- Aim of the task -
How many lines in the listing below include the word "locale"? Answer with the number and nothing else.
*** Dataset entries Section Begins ***
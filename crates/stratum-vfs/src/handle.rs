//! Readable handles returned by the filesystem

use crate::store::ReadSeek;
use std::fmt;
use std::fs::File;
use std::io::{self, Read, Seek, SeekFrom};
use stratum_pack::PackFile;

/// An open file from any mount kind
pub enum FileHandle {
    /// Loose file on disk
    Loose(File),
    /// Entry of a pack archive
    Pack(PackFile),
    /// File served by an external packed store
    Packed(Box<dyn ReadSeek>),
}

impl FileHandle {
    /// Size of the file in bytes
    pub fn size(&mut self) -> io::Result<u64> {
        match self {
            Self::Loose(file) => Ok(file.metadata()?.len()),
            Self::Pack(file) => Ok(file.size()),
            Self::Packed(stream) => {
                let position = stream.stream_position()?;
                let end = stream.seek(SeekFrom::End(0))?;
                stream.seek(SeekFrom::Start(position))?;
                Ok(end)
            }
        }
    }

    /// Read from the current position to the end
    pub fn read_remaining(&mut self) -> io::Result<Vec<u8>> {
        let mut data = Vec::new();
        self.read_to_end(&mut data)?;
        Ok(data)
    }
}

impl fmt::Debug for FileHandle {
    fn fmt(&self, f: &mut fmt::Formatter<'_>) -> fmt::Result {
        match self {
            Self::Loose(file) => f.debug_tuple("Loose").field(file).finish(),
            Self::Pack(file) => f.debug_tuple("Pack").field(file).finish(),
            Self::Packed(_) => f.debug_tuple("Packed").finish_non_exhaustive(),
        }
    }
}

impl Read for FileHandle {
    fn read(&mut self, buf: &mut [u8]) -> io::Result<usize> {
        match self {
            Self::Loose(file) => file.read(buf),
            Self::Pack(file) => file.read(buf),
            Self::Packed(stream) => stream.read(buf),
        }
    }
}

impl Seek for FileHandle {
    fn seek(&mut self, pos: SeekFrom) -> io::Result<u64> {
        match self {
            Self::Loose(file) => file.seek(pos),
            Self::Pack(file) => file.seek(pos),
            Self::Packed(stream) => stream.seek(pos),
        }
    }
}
*** Dataset entries Section Ends ***
*** Dataset entries Section Begins ***
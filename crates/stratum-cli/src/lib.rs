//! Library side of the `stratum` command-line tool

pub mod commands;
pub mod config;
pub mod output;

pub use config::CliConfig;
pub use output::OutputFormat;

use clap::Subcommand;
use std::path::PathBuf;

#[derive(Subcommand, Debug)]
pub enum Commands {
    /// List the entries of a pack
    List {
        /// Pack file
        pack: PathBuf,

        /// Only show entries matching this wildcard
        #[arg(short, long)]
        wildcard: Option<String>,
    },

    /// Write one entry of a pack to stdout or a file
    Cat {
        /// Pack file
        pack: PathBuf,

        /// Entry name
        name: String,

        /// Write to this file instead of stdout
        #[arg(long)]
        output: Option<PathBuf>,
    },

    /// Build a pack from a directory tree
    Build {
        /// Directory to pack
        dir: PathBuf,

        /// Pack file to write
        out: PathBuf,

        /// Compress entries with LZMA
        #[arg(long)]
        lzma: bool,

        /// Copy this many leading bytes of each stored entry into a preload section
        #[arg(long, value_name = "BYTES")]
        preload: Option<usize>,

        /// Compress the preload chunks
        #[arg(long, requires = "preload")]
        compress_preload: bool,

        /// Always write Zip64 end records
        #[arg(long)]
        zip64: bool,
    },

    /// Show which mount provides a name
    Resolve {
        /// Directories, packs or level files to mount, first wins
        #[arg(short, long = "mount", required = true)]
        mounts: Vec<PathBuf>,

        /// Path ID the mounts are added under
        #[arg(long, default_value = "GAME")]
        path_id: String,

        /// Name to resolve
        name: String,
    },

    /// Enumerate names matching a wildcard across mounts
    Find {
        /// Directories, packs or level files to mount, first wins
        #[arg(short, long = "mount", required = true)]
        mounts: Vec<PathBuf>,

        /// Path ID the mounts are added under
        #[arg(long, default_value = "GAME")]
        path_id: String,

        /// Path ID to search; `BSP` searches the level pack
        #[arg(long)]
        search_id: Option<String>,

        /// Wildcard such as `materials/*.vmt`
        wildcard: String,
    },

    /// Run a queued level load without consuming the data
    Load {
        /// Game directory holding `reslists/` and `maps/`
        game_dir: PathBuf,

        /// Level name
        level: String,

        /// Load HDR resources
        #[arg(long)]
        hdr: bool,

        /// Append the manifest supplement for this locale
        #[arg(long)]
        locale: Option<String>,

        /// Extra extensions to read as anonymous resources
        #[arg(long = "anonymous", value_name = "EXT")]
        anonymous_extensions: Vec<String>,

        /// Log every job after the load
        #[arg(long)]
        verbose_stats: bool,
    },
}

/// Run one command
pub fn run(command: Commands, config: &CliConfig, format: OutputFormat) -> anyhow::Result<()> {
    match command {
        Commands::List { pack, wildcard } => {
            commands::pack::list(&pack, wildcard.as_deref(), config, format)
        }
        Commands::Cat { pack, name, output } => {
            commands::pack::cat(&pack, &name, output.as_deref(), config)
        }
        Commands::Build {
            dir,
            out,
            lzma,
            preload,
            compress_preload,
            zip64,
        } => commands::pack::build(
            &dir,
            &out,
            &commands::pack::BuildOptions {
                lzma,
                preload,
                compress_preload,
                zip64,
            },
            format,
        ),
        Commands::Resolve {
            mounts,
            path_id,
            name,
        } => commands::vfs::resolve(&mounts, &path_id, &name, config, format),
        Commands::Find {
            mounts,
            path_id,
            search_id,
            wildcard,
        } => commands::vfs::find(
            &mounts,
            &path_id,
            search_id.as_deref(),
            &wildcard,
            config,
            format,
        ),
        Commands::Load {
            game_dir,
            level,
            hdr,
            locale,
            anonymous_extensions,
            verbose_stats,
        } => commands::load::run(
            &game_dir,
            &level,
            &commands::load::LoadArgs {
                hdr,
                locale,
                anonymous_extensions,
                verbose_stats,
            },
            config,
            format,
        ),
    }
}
*** Dataset entries Section Ends ***
- Solution for this exercise -
4